For making sure our HTML output does not get messed up, we use the markdown-it-sanitizer gem by @svbergerem. This is a good idea, but unfortunately causes us to violate CommonMark.

As reported in this bug, diaspora* fails to correctly parse a content like

Foo <h1> bar

Here, we ignore the <h1> tag because it’s unbalanced, but we probably should not. According to CommonMark, this should be rendered as a “Foo”, followed by a Headline Level 1 “bar”. This is also what markdown-it and commonmark.js are doing.

In order to keep the Markdown payloads compatible with other applications and to keep it predictable for our users, we should follow the spec here.

However, we probably still should keep track of unbalanced tags somehow and close them at the end of the block in order to avoid broken renderings of the rest of the stream. I’m not too sure how to achieve this yet, so here’s a discussion. If someone has an idea, please drop by.

I currently don’t have a good idea for this.
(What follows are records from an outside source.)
//! Session state for a single screening conversation.

use serde::{Deserialize, Serialize};
use std::collections::BTreeMap;
use std::fmt;

/// Position in the scripted screening flow.
///
/// Variants are declared in flow order; `Ord` follows that order.
#[derive(Debug, Clone, Copy, PartialEq, Eq, PartialOrd, Ord, Hash, Serialize, Deserialize)]
#[serde(rename_all = "snake_case")]
pub enum Stage {
    Greeting,
    Name,
    Email,
    Phone,
    Experience,
    Position,
    Location,
    Tech,
    Qa,
    Done,
}

impl Stage {
    /// All stages in flow order.
    pub const ORDER: [Stage; 10] = [
        Stage::Greeting,
        Stage::Name,
        Stage::Email,
        Stage::Phone,
        Stage::Experience,
        Stage::Position,
        Stage::Location,
        Stage::Tech,
        Stage::Qa,
        Stage::Done,
    ];

    /// The stage that follows this one. `Done` is terminal.
    pub fn next(self) -> Stage {
        match self {
            Stage::Greeting => Stage::Name,
            Stage::Name => Stage::Email,
            Stage::Email => Stage::Phone,
            Stage::Phone => Stage::Experience,
            Stage::Experience => Stage::Position,
            Stage::Position => Stage::Location,
            Stage::Location => Stage::Tech,
            Stage::Tech => Stage::Qa,
            Stage::Qa => Stage::Done,
            Stage::Done => Stage::Done,
        }
    }

    /// The candidate field captured at this stage, if any.
    pub fn captures(self) -> Option<Field> {
        match self {
            Stage::Name => Some(Field::Name),
            Stage::Email => Some(Field::Email),
            Stage::Phone => Some(Field::Phone),
            Stage::Experience => Some(Field::Experience),
            Stage::Position => Some(Field::Position),
            Stage::Location => Some(Field::Location),
            Stage::Tech => Some(Field::Tech),
            Stage::Greeting | Stage::Qa | Stage::Done => None,
        }
    }

    pub fn as_str(self) -> &'static str {
        match self {
            Stage::Greeting => "greeting",
            Stage::Name => "name",
            Stage::Email => "email",
            Stage::Phone => "phone",
            Stage::Experience => "experience",
            Stage::Position => "position",
            Stage::Location => "location",
            Stage::Tech => "tech",
            Stage::Qa => "qa",
            Stage::Done => "done",
        }
    }
}

impl fmt::Display for Stage {
    fn fmt(&self, f: &mut fmt::Formatter<'_>) -> fmt::Result {
        f.write_str(self.as_str())
    }
}

/// A piece of candidate information collected during screening.
#[derive(Debug, Clone, Copy, PartialEq, Eq, PartialOrd, Ord, Hash, Serialize, Deserialize)]
#[serde(rename_all = "snake_case")]
pub enum Field {
    Name,
    Email,
    Phone,
    Experience,
    Position,
    Location,
    Tech,
}

/// Candidate details captured so far.
///
/// Entries are only ever added. Email and phone hold their masked form.
#[derive(Debug, Clone, Default, PartialEq, Eq, Serialize, Deserialize)]
#[serde(transparent)]
pub struct Candidate {
    fields: BTreeMap<Field, String>,
}

impl Candidate {
    /// Record a field value. An existing value is kept.
    pub(crate) fn record(&mut self, field: Field, value: impl Into<String>) {
        self.fields.entry(field).or_insert_with(|| value.into());
    }

    pub fn get(&self, field: Field) -> Option<&str> {
        self.fields.get(&field).map(String::as_str)
    }

    pub fn len(&self) -> usize {
        self.fields.len()
    }

    pub fn is_empty(&self) -> bool {
        self.fields.is_empty()
    }
}

/// State of one screening conversation.
///
/// A session is owned by exactly one conversation and only changed by
/// [`StageMachine::advance`](crate::StageMachine::advance).
#[derive(Debug, Clone, PartialEq, Eq, Serialize, Deserialize)]
pub struct Session {
    pub(crate) stage: Stage,
    pub(crate) candidate: Candidate,
    pub(crate) questions: Vec<String>,
    pub(crate) question_index: usize,
    pub(crate) score: u32,
}

impl Session {
    /// Start a fresh session at the greeting stage.
    pub fn new() -> Self {
        Self {
            stage: Stage::Greeting,
            candidate: Candidate::default(),
            questions: Vec::new(),
            question_index: 0,
            score: 0,
        }
    }

    pub fn stage(&self) -> Stage {
        self.stage
    }

    pub fn candidate(&self) -> &Candidate {
        &self.candidate
    }

    pub fn questions(&self) -> &[String] {
        &self.questions
    }

    pub fn question_index(&self) -> usize {
        self.question_index
    }

    pub fn score(&self) -> u32 {
        self.score
    }

    /// The interview question awaiting an answer, if any.
    pub fn current_question(&self) -> Option<&str> {
        if self.stage == Stage::Qa {
            self.questions.get(self.question_index).map(String::as_str)
        } else {
            None
        }
    }

    pub fn is_done(&self) -> bool {
        self.stage == Stage::Done
    }
}

impl Default for Session {
    fn default() -> Self {
        Self::new()
    }
}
It is very convenient just parsing the <h1> as text when it is unbalanced. But like we see here it is causing inconveniences at other places. BTW: What happens with this on mobile? AFAIK the Markdown parser process is different there, isn’t it?

For obvious reasons I would like seeing this unbalanced stuff being treated in some way before send to other systems, but of course its not that easy.